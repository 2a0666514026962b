//! Cart route handlers.
//!
//! Every handler resolves the shopper's cart mode first, which also merges a
//! guest cart into the customer's cart once the session has a customer.
//! Mutations are plain form posts that redirect back to the cart page.

use askama::Template;
use askama_web::WebTemplate;
use axum::{
    Form,
    extract::State,
    response::{IntoResponse, Redirect, Response},
};
use serde::Deserialize;
use tracing::instrument;

use segishop_core::cart::{AddToCart, CartLine};
use segishop_core::types::ProductId;

use crate::error::{AppError, add_breadcrumb};
use crate::filters;
use crate::middleware::ShopperSession;
use crate::routes::{Chrome, safe_return_to};
use crate::services::CartView;
use crate::state::AppState;

/// Add to cart form data.
#[derive(Debug, Deserialize)]
pub struct AddToCartForm {
    pub product_id: ProductId,
    pub quantity: Option<String>,
    pub product_attributes: Option<String>,
    /// Page to return to; the cart page when absent.
    pub return_to: Option<String>,
}

impl AddToCartForm {
    fn to_request(&self) -> Result<AddToCart, AppError> {
        let quantity = match self.quantity.as_deref().map(str::trim) {
            None | Some("") => 1,
            Some(raw) => raw
                .parse::<u32>()
                .map_err(|_| AppError::BadRequest(format!("Invalid quantity: {raw}")))?,
        };
        Ok(AddToCart {
            product_id: self.product_id,
            quantity,
            product_attributes: self
                .product_attributes
                .as_deref()
                .map(str::trim)
                .filter(|a| !a.is_empty())
                .map(str::to_owned),
            calculated_price: None,
        })
    }
}

/// Quantity stepper form data.
#[derive(Debug, Deserialize)]
pub struct UpdateCartForm {
    pub line_id: String,
    pub quantity: String,
}

/// Remove line form data.
#[derive(Debug, Deserialize)]
pub struct RemoveFromCartForm {
    pub line_id: String,
}

/// Cart page template.
#[derive(Template, WebTemplate)]
#[template(path = "cart/show.html")]
pub struct CartTemplate {
    pub chrome: Chrome,
    pub cart: CartView,
    pub load_error: Option<String>,
}

impl CartTemplate {
    fn attributes_label(&self, line: &CartLine) -> String {
        line.attributes.display_label().unwrap_or_default()
    }

    fn decrement(&self, line: &CartLine) -> i64 {
        i64::from(line.quantity) - 1
    }

    fn increment(&self, line: &CartLine) -> i64 {
        i64::from(line.quantity) + 1
    }
}

/// Display cart page.
#[instrument(skip(state, shopper))]
pub async fn show(
    State(state): State<AppState>,
    shopper: ShopperSession,
) -> Result<CartTemplate, AppError> {
    let service = state.cart();
    let mode = service.resolve(&shopper).await?;
    let (cart, load_error) = match service.view(&shopper, mode).await {
        Ok(cart) => (cart, None),
        Err(AppError::Api(e)) => {
            tracing::error!("Failed to fetch cart: {e}");
            let empty = CartView {
                lines: Vec::new(),
                total_items: 0,
                subtotal: rust_decimal::Decimal::ZERO,
                is_guest: mode.is_guest(),
            };
            (empty, Some(e.user_message()))
        }
        Err(e) => return Err(e),
    };

    let chrome = Chrome {
        currency: state.currency().context(shopper.currency().await).await,
        cart_count: cart.total_items,
        current_path: "/cart".to_string(),
    };

    Ok(CartTemplate {
        chrome,
        cart,
        load_error,
    })
}

/// Add item to cart.
#[instrument(skip(state, shopper))]
pub async fn add(
    State(state): State<AppState>,
    shopper: ShopperSession,
    Form(form): Form<AddToCartForm>,
) -> Result<Response, AppError> {
    let request = form.to_request()?;
    let service = state.cart();
    let mode = service.resolve(&shopper).await?;
    service.add(&shopper, mode, &request).await?;

    let product_id = request.product_id.to_string();
    add_breadcrumb("cart", "Added to cart", Some(&[("product_id", product_id.as_str())]));

    let target = safe_return_to(form.return_to.as_deref(), "/cart");
    Ok(Redirect::to(&target).into_response())
}

/// Set a line's quantity. Zero or less removes the line.
#[instrument(skip(state, shopper))]
pub async fn update(
    State(state): State<AppState>,
    shopper: ShopperSession,
    Form(form): Form<UpdateCartForm>,
) -> Result<Redirect, AppError> {
    let requested = form
        .quantity
        .trim()
        .parse::<i64>()
        .map_err(|_| AppError::BadRequest(format!("Invalid quantity: {}", form.quantity)))?;

    let service = state.cart();
    let mode = service.resolve(&shopper).await?;
    service
        .set_quantity(&shopper, mode, &form.line_id, requested)
        .await?;
    Ok(Redirect::to("/cart"))
}

/// Remove a line.
#[instrument(skip(state, shopper))]
pub async fn remove(
    State(state): State<AppState>,
    shopper: ShopperSession,
    Form(form): Form<RemoveFromCartForm>,
) -> Result<Redirect, AppError> {
    let service = state.cart();
    let mode = service.resolve(&shopper).await?;
    service.remove(&shopper, mode, &form.line_id).await?;
    add_breadcrumb("cart", "Removed from cart", Some(&[("line_id", form.line_id.as_str())]));
    Ok(Redirect::to("/cart"))
}
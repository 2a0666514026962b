//! Shipping configuration screens.
//!
//! Zones, methods, classes and class costs each get a list, a tabbed
//! detail page, a create/edit form and a delete confirmation.

pub mod classes;
pub mod costs;
pub mod methods;
pub mod zones;

use std::str::FromStr;

use askama::Template;
use axum::{
    Router,
    response::Html,
    routing::{get, post},
};
use rust_decimal::Decimal;

use segishop_core::FieldErrors;

use crate::filters;
use crate::state::AppState;

use super::render;

/// Create the shipping routes router.
pub fn routes() -> Router<AppState> {
    Router::new()
        .nest("/zones", zone_routes())
        .nest("/methods", method_routes())
        .nest("/classes", class_routes())
        .nest("/costs", cost_routes())
}

fn zone_routes() -> Router<AppState> {
    Router::new()
        .route("/", get(zones::index).post(zones::create))
        .route("/new", get(zones::new_zone))
        .route("/{id}", get(zones::show).post(zones::update))
        .route("/{id}/edit", get(zones::edit))
        .route(
            "/{id}/delete",
            get(zones::confirm_delete).post(zones::delete),
        )
        .route("/{id}/regions", post(zones::add_region))
        .route(
            "/{id}/regions/{region_id}/delete",
            get(zones::confirm_remove_region).post(zones::remove_region),
        )
        .route("/{id}/methods", post(zones::add_method))
        .route(
            "/{id}/methods/{method_id}/delete",
            get(zones::confirm_remove_method).post(zones::remove_method),
        )
}

fn method_routes() -> Router<AppState> {
    Router::new()
        .route("/", get(methods::index).post(methods::create))
        .route("/new", get(methods::new_method))
        .route("/{id}", get(methods::show).post(methods::update))
        .route("/{id}/edit", get(methods::edit))
        .route(
            "/{id}/delete",
            get(methods::confirm_delete).post(methods::delete),
        )
        .route("/{id}/zones", post(methods::zones_action))
}

fn class_routes() -> Router<AppState> {
    Router::new()
        .route("/", get(classes::index).post(classes::create))
        .route("/new", get(classes::new_class))
        .route("/{id}", get(classes::show).post(classes::update))
        .route("/{id}/edit", get(classes::edit))
        .route(
            "/{id}/delete",
            get(classes::confirm_delete).post(classes::delete),
        )
        .route("/{id}/products", post(classes::products_action))
}

fn cost_routes() -> Router<AppState> {
    Router::new()
        .route("/", get(costs::index).post(costs::create))
        .route("/new", get(costs::new_cost))
        .route("/{id}", get(costs::show).post(costs::update))
        .route("/{id}/edit", get(costs::edit))
        .route(
            "/{id}/delete",
            get(costs::confirm_delete).post(costs::delete),
        )
}

// =============================================================================
// Confirmation page
// =============================================================================

/// "Are you sure?" page shown before every destructive request.
#[derive(Template)]
#[template(path = "shipping/confirm.html")]
pub struct ConfirmTemplate {
    pub current_path: String,
    pub title: String,
    pub message: String,
    /// POST target of the confirm button.
    pub action: String,
    pub cancel_href: String,
}

pub(crate) fn confirm_page(
    current_path: &str,
    title: String,
    message: String,
    action: String,
    cancel_href: String,
) -> Html<String> {
    render(&ConfirmTemplate {
        current_path: current_path.to_string(),
        title,
        message,
        action,
        cancel_href,
    })
}

// =============================================================================
// Form field parsing
// =============================================================================

/// Parse a required decimal input.
pub(crate) fn required_decimal(
    errors: &mut FieldErrors,
    field: &'static str,
    label: &str,
    raw: &str,
) -> Decimal {
    let raw = raw.trim();
    if raw.is_empty() {
        errors.add(field, format!("{label} is required"));
        return Decimal::ZERO;
    }
    Decimal::from_str(raw).unwrap_or_else(|_| {
        errors.add(field, format!("{label} must be a number"));
        Decimal::ZERO
    })
}

/// Parse an optional decimal input; blank means `None`.
pub(crate) fn optional_decimal(
    errors: &mut FieldErrors,
    field: &'static str,
    label: &str,
    raw: &str,
) -> Option<Decimal> {
    let raw = raw.trim();
    if raw.is_empty() {
        return None;
    }
    Decimal::from_str(raw).map_or_else(
        |_| {
            errors.add(field, format!("{label} must be a number"));
            None
        },
        Some,
    )
}

/// Parse an optional whole-number input; blank means `None`.
pub(crate) fn optional_number<T: FromStr>(
    errors: &mut FieldErrors,
    field: &'static str,
    label: &str,
    raw: &str,
) -> Option<T> {
    let raw = raw.trim();
    if raw.is_empty() {
        return None;
    }
    raw.parse().map_or_else(
        |_| {
            errors.add(field, format!("{label} must be a whole number"));
            None
        },
        Some,
    )
}

/// Parse a whole-number input that falls back to `default` when blank.
pub(crate) fn number_or<T: FromStr>(
    errors: &mut FieldErrors,
    field: &'static str,
    label: &str,
    raw: &str,
    default: T,
) -> T {
    optional_number(errors, field, label, raw).unwrap_or(default)
}

/// Merge two error sets; the first message per field wins.
pub(crate) fn merge_errors(mut into: FieldErrors, other: FieldErrors) -> FieldErrors {
    for (field, message) in other.iter() {
        into.add(field, message);
    }
    into
}

#[cfg(test)]
#[allow(clippy::unwrap_used)]
mod tests {
    use super::*;

    #[test]
    fn test_required_decimal() {
        let mut errors = FieldErrors::new();
        assert_eq!(
            required_decimal(&mut errors, "cost", "Cost", " 4.50 "),
            Decimal::new(450, 2)
        );
        assert!(errors.is_empty());

        required_decimal(&mut errors, "cost", "Cost", "");
        assert_eq!(errors.get("cost"), Some("Cost is required"));
    }

    #[test]
    fn test_optional_number_rejects_garbage() {
        let mut errors = FieldErrors::new();
        let value: Option<u32> = optional_number(&mut errors, "days", "Days", "three");
        assert!(value.is_none());
        assert_eq!(errors.get("days"), Some("Days must be a whole number"));

        let blank: Option<u32> = optional_number(&mut errors, "other", "Other", "  ");
        assert!(blank.is_none());
        assert!(!errors.has("other"));
    }

    #[test]
    fn test_merge_errors_keeps_first_message() {
        let mut first = FieldErrors::new();
        first.add("title", "Title is required");
        let mut second = FieldErrors::new();
        second.add("title", "other");
        second.add("base_cost", "Base cost must be a number");

        let merged = merge_errors(first, second);
        assert_eq!(merged.get("title"), Some("Title is required"));
        assert!(merged.has("base_cost"));
    }
}
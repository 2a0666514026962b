//! Segishop CLI - Catalog and shipping operator tools.
//!
//! # Usage
//!
//! ```bash
//! # Check an import file without touching the API
//! segishop products validate products.csv
//!
//! # Create every valid row
//! segishop products import products.csv
//!
//! # Dump the catalog in the import format
//! segishop products export -o products.csv
//!
//! # Assign a method to zones 3 and 4, or to every zone it is missing from
//! segishop shipping assign --method 2 --zone 3 --zone 4
//! segishop shipping assign --method 2 --all
//! ```
//!
//! # Environment Variables
//!
//! Commands that reach the API read `SEGISHOP_API_URL`,
//! `SEGISHOP_ADMIN_TOKEN` and `SEGISHOP_API_TIMEOUT_SECS`, like the admin
//! console.

#![cfg_attr(not(test), forbid(unsafe_code))]

use std::path::PathBuf;

use clap::{Parser, Subcommand};

use segishop_core::types::{MethodId, ZoneId};

mod commands;

use commands::CliError;

#[derive(Parser)]
#[command(name = "segishop")]
#[command(author, version, about = "Segishop operator tools")]
struct Cli {
    #[command(subcommand)]
    command: Commands,
}

#[derive(Subcommand)]
enum Commands {
    /// Product catalog CSV tools
    Products {
        #[command(subcommand)]
        action: ProductsAction,
    },
    /// Shipping configuration tools
    Shipping {
        #[command(subcommand)]
        action: ShippingAction,
    },
}

#[derive(Subcommand)]
enum ProductsAction {
    /// Validate an import file and list row errors
    Validate {
        /// CSV file to check
        file: PathBuf,
    },
    /// Create a product for every valid row
    Import {
        /// CSV file to import
        file: PathBuf,
    },
    /// Export every product in the import format
    Export {
        /// Write here instead of stdout
        #[arg(short, long)]
        output: Option<PathBuf>,
    },
    /// Write an import template with one example row
    Template {
        /// Write here instead of stdout
        #[arg(short, long)]
        output: Option<PathBuf>,
    },
}

#[derive(Subcommand)]
enum ShippingAction {
    /// Show configuration counters
    Overview,
    /// Assign a method to zones
    Assign {
        /// Shipping method id
        #[arg(short, long)]
        method: MethodId,

        /// Zone ids; repeat the flag for several
        #[arg(short, long = "zone", required_unless_present = "all")]
        zones: Vec<ZoneId>,

        /// Every zone the method is not yet in
        #[arg(long, conflicts_with = "zones")]
        all: bool,
    },
    /// Remove a method from zones
    Remove {
        /// Shipping method id
        #[arg(short, long)]
        method: MethodId,

        /// Zone ids; repeat the flag for several
        #[arg(short, long = "zone", required_unless_present = "all")]
        zones: Vec<ZoneId>,

        /// Every zone the method is in
        #[arg(long, conflicts_with = "zones")]
        all: bool,
    },
}

#[tokio::main]
async fn main() {
    let env_filter = tracing_subscriber::EnvFilter::try_from_default_env()
        .unwrap_or_else(|_| "segishop=info,segishop_admin=info".into());
    tracing_subscriber::fmt().with_env_filter(env_filter).init();

    let cli = Cli::parse();

    if let Err(e) = run(cli).await {
        tracing::error!("Command failed: {e}");
        std::process::exit(1);
    }
}

async fn run(cli: Cli) -> Result<(), CliError> {
    match cli.command {
        Commands::Products { action } => match action {
            ProductsAction::Validate { file } => commands::products::validate(&file)?,
            ProductsAction::Import { file } => commands::products::import(&file).await?,
            ProductsAction::Export { output } => {
                commands::products::export(output.as_deref()).await?;
            }
            ProductsAction::Template { output } => {
                commands::products::template(output.as_deref())?;
            }
        },
        Commands::Shipping { action } => match action {
            ShippingAction::Overview => commands::shipping::overview().await?,
            ShippingAction::Assign { method, zones, all } => {
                commands::shipping::assign(method, &zones, all).await?;
            }
            ShippingAction::Remove { method, zones, all } => {
                commands::shipping::remove(method, &zones, all).await?;
            }
        },
    }
    Ok(())
}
____
## Exercise directions
Wherever a line in the listing contains the word "nest", copy that line out.

## Task result
        .nest("/zones", zone_routes())
        .nest("/methods", method_routes())
        .nest("/classes", class_routes())
        .nest("/costs", cost_routes())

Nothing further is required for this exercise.